# Partial fractions integral problem

1. Jul 12, 2006

### suspenc3

Hi, IM trying to evaluate this, and I cant get started..I tried integration by partial fractions and substitution but I keep getting stuck.

$$\int_0^2 \frac{x-3}{2x-3}dx$$

Any hints would help, Thanks

2. Jul 12, 2006

### StatusX

It should be straightforward using partial fractions.
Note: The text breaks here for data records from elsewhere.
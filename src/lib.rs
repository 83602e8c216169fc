pub mod core;
pub mod services;
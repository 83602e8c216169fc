use anyhow::Result;
use pulp_storyteller::core::config::Config;
use pulp_storyteller::services::image::create_illustrator;
use pulp_storyteller::services::llm::create_llm;
use pulp_storyteller::services::session::StorySession;
use pulp_storyteller::services::setup::run_setup;
use pulp_storyteller::services::turn::TurnProcessor;

#[tokio::main]
async fn main() -> Result<()> {
    env_logger::init();

    // 1. Load config (secrets may also come from the environment)
    let mut config = match Config::load() {
        Ok(cfg) => cfg,
        Err(e) => {
            eprintln!("Error loading config: {}", e);
            eprintln!("Please ensure 'config.yml' exists with valid LLM settings.");
            return Err(e);
        }
    };

    // 2. Ask for missing keys
    run_setup(&mut config)?;
    config.ensure_directories()?;

    // 3. Collaborators
    let llm = create_llm(&config)?;
    let illustrator = create_illustrator(&config)?;

    // 4. Play
    let processor = TurnProcessor::new(llm, illustrator, config.story.clone());
    let mut session = StorySession::new(config, processor);
    session.run().await?;

    Ok(())
}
Remember, since the polynomial in the numerator has the same degree as the one in the denominator, you need to add an extra unknown constant:

$$\frac{x-3}{2x-3} = \frac{A}{2x-3} +B$$

Or, by inspection, just write x-3=(x-3/2)-3/2=1/2(2x-3)-3/2.

3. Jul 12, 2006

### durt

Consider that $$\frac{x-3}{2x-3}$$ has a vertical asymptote.

4. Jul 12, 2006

### benorin

You can also do long (or synthetic) division to get

$$\frac{x-3}{2x-3}=\frac{1}{2}-\frac{3}{2(2x-3)}$$

5. Jul 12, 2006

### suspenc3

oh ok thanks..I had part of that earlier..but the last step makes it work

Thanks

6. Jul 12, 2006

### suspenc3

yes I got $$\frac{x-3}{2x-3}=\frac{1}{2}-\frac{3}{2(2x-3)}$$

..and continue to get $$-3ln(4x-6) + \frac{x}{2} \right]_2^0$$

=$$[-3ln2 +1] - [-3ln|-6|]$$

7. Jul 12, 2006

### d_leet

I think that what durt mentioned should be reemphasized that this is not just a definite integral but an improper integral since the function you are integrating has a vertical assymptote at x = 2/3 which lies inside of the interval you are integrating over.

8. Jul 14, 2006

### Robokapp

But it's not continuous as D_leet said so...I'd break it in two integrals...

remember that integral from a to b + inegral from b to c = integral from a to c. Because of the asymptote, it has a sign change in there also...it goes from + to - so that complicates the one-integral process.